Our next benchmark is SmallLuxGPU, the GPU ray tracing branch of the open source LuxRender renderer. We’re now using a development build from the version 2.0 branch, and we’ve moved on to a more complex scene that hopefully will provide a greater challenge to our GPUs.

Being an OpenCL title that NVIDIA isn’t taking any care to optimize for, the 7970GE simply blows the GTX 680 out of the water. It’s not even a contest here. Only one card family is even worth consideration for use here. However it’s interesting to note that the 7970GE’s performance improvement over the 7970 is a bit below average, with the 7970GE only picking up 6%. SLG does stress memory bandwidth and compute performance, but in all likelihood the 7970GE isn’t boosting as much here as it is under our gaming tests. Once AMD starts exposing real clockspeeds we’ll need to revisit this assumption.
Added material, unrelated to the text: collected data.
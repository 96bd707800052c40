use std::collections::VecDeque;

use serde::{Deserialize, Serialize};

use crate::proxy::mappers::Protocol;

/// The in-memory trace of one request's passage through the gateway.
#[derive(Debug, Clone, Serialize, Deserialize)]
pub struct FlowRecord {
    pub id: String,
    pub started_at: i64,
    pub client_protocol: String,
    pub model_requested: String,
    pub model_actual: String,
    pub account_id: Option<String>,
    pub status: u16,
    pub duration_ms: u64,
    pub bytes_in: u64,
    pub bytes_out: u64,
    pub first_byte_ms: Option<u64>,
    pub error_kind: Option<String>,
    pub bookmarked: bool,
    pub notes: Vec<String>,
}

#[derive(Debug, Clone, Serialize, Deserialize, Default)]
pub struct FlowStats {
    pub total_requests: u64,
    pub success_count: u64,
    pub error_count: u64,
}

/// Bounded ring of flow records plus aggregate counters. Oldest records are
/// evicted on overflow and by the periodic age sweep; nothing is persisted.
pub struct FlowMonitor {
    flows: parking_lot::RwLock<VecDeque<FlowRecord>>,
    stats: parking_lot::RwLock<FlowStats>,
    capacity: usize,
}

pub struct FlowHandle {
    pub id: String,
    started: std::time::Instant,
    record: FlowRecord,
}

impl FlowHandle {
    pub fn note(&mut self, note: impl Into<String>) {
        self.record.notes.push(note.into());
    }

    pub fn set_model_actual(&mut self, model: &str) {
        self.record.model_actual = model.to_string();
    }

    pub fn set_account(&mut self, account_id: &str) {
        self.record.account_id = Some(account_id.to_string());
    }

    pub fn set_bytes_in(&mut self, bytes: u64) {
        self.record.bytes_in = bytes;
    }

    pub fn add_bytes_out(&mut self, bytes: u64) {
        self.record.bytes_out += bytes;
    }

    pub fn mark_first_byte(&mut self) {
        if self.record.first_byte_ms.is_none() {
            self.record.first_byte_ms = Some(self.started.elapsed().as_millis() as u64);
        }
    }

    pub fn set_error(&mut self, kind: &str) {
        self.record.error_kind = Some(kind.to_string());
    }
}

impl FlowMonitor {
    pub fn new(capacity: usize) -> Self {
        Self {
            flows: parking_lot::RwLock::new(VecDeque::with_capacity(capacity)),
            stats: parking_lot::RwLock::new(FlowStats::default()),
            capacity,
        }
    }

    pub fn begin(&self, protocol: Protocol, model_requested: &str) -> FlowHandle {
        let id = uuid::Uuid::new_v4().to_string();
        FlowHandle {
            id: id.clone(),
            started: std::time::Instant::now(),
            record: FlowRecord {
                id,
                started_at: chrono::Utc::now().timestamp_millis(),
                client_protocol: protocol.as_str().to_string(),
                model_requested: model_requested.to_string(),
                model_actual: model_requested.to_string(),
                account_id: None,
                status: 0,
                duration_ms: 0,
                bytes_in: 0,
                bytes_out: 0,
                first_byte_ms: None,
                error_kind: None,
                bookmarked: false,
                notes: Vec::new(),
            },
        }
    }

    pub fn finish(&self, mut handle: FlowHandle, status: u16) {
        handle.record.status = status;
        handle.record.duration_ms = handle.started.elapsed().as_millis() as u64;

        {
            let mut stats = self.stats.write();
            stats.total_requests += 1;
            if (200..400).contains(&status) {
                stats.success_count += 1;
            } else {
                stats.error_count += 1;
            }
        }
        let mut flows = self.flows.write();
        if flows.len() >= self.capacity {
            flows.pop_back();
        }
        flows.push_front(handle.record);
    }

    pub fn list(&self, limit: usize) -> Vec<FlowRecord> {
        self.flows.read().iter().take(limit).cloned().collect()
    }

    pub fn get(&self, id: &str) -> Option<FlowRecord> {
        self.flows.read().iter().find(|f| f.id == id).cloned()
    }

    pub fn set_bookmarked(&self, id: &str, bookmarked: bool) -> bool {
        let mut flows = self.flows.write();
        match flows.iter_mut().find(|f| f.id == id) {
            Some(flow) => {
                flow.bookmarked = bookmarked;
                true
            }
            None => false,
        }
    }

    pub fn stats(&self) -> FlowStats {
        self.stats.read().clone()
    }

    pub fn clear(&self) {
        self.flows.write().clear();
        *self.stats.write() = FlowStats::default();
    }

    /// Age-based eviction; bookmarked flows are kept.
    pub fn evict_older_than(&self, max_age_secs: i64) -> usize {
        let cutoff = chrono::Utc::now().timestamp_millis() - max_age_secs * 1000;
        let mut flows = self.flows.write();
        let before = flows.len();
        flows.retain(|f| f.bookmarked || f.started_at >= cutoff);
        before - flows.len()
    }
}

#[cfg(test)]
mod tests {
    use super::*;

    #[test]
    fn ring_evicts_oldest_on_overflow() {
        let monitor = FlowMonitor::new(2);
        for i in 0..3 {
            let mut h = monitor.begin(Protocol::OpenAi, &format!("model-{}", i));
            h.mark_first_byte();
            monitor.finish(h, 200);
        }
        let flows = monitor.list(10);
        assert_eq!(flows.len(), 2);
        // Newest first; model-0 fell off the ring.
        assert_eq!(flows[0].model_requested, "model-2");
        assert_eq!(flows[1].model_requested, "model-1");
        assert_eq!(monitor.stats().total_requests, 3);
    }

    #[test]
    fn stats_split_success_and_error() {
        let monitor = FlowMonitor::new(10);
        let h = monitor.begin(Protocol::Anthropic, "m");
        monitor.finish(h, 200);
        let mut h = monitor.begin(Protocol::Anthropic, "m");
        h.set_error("rate_limited_all_accounts");
        monitor.finish(h, 429);

        let stats = monitor.stats();
        assert_eq!(stats.success_count, 1);
        assert_eq!(stats.error_count, 1);

        let flows = monitor.list(10);
        assert_eq!(
            flows[0].error_kind.as_deref(),
            Some("rate_limited_all_accounts")
        );
    }

    #[test]
    fn bookmarks_survive_age_eviction() {
        let monitor = FlowMonitor::new(10);
        let h = monitor.begin(Protocol::Gemini, "old-kept");
        monitor.finish(h, 200);
        let h = monitor.begin(Protocol::Gemini, "old-dropped");
        monitor.finish(h, 200);

        let kept_id = monitor.list(10)[1].id.clone();
        assert!(monitor.set_bookmarked(&kept_id, true));

        // Everything is "older than" a negative cutoff in the future.
        let evicted = monitor.evict_older_than(-10);
        assert_eq!(evicted, 1);
        assert_eq!(monitor.list(10)[0].id, kept_id);
    }
}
For our next benchmark we’re looking at AESEncryptDecrypt, an OpenCL AES encryption routine that AES encrypts/decrypts an 8K x 8K pixel square image file. The results of this benchmark are the average time to encrypt the image over a number of iterations of the AES cypher.

While the 7970GE does improve upon the 7970’s already strong performance, we’re clearly reaching the point where the relatively long CPU/GPU transfer times over PCIe are taking their toll, explaining why the 7970GE could only shave off 5ms. This is actually an important point to make and is why APUs are so important to AMD’s GPU computing plans, but it also means that at a certain speed GPU performance ceases to matter.

Our fourth benchmark is once again looking at compute shader performance, this time through the Fluid simulation sample in the DirectX SDK. This program simulates the motion and interactions of a 16k particle fluid using a compute shader, with a choice of several different algorithms. In this case we’re using an (O)n^2 nearest neighbor method that is optimized by using shared memory to cache data.

In this final compute shader benchmark NVIDIA’s performance is actually quite respectable, leading to them besting the 7970. However the 7970GE provides just enough of a performance boost to push AMD ahead of NVIDIA here, giving AMD a solid majority of our standard compute benchmarks. Even when Kepler is faced with a favorable workload, it looks like GCN based 7970GE is capable of taking NVIDIA head-on.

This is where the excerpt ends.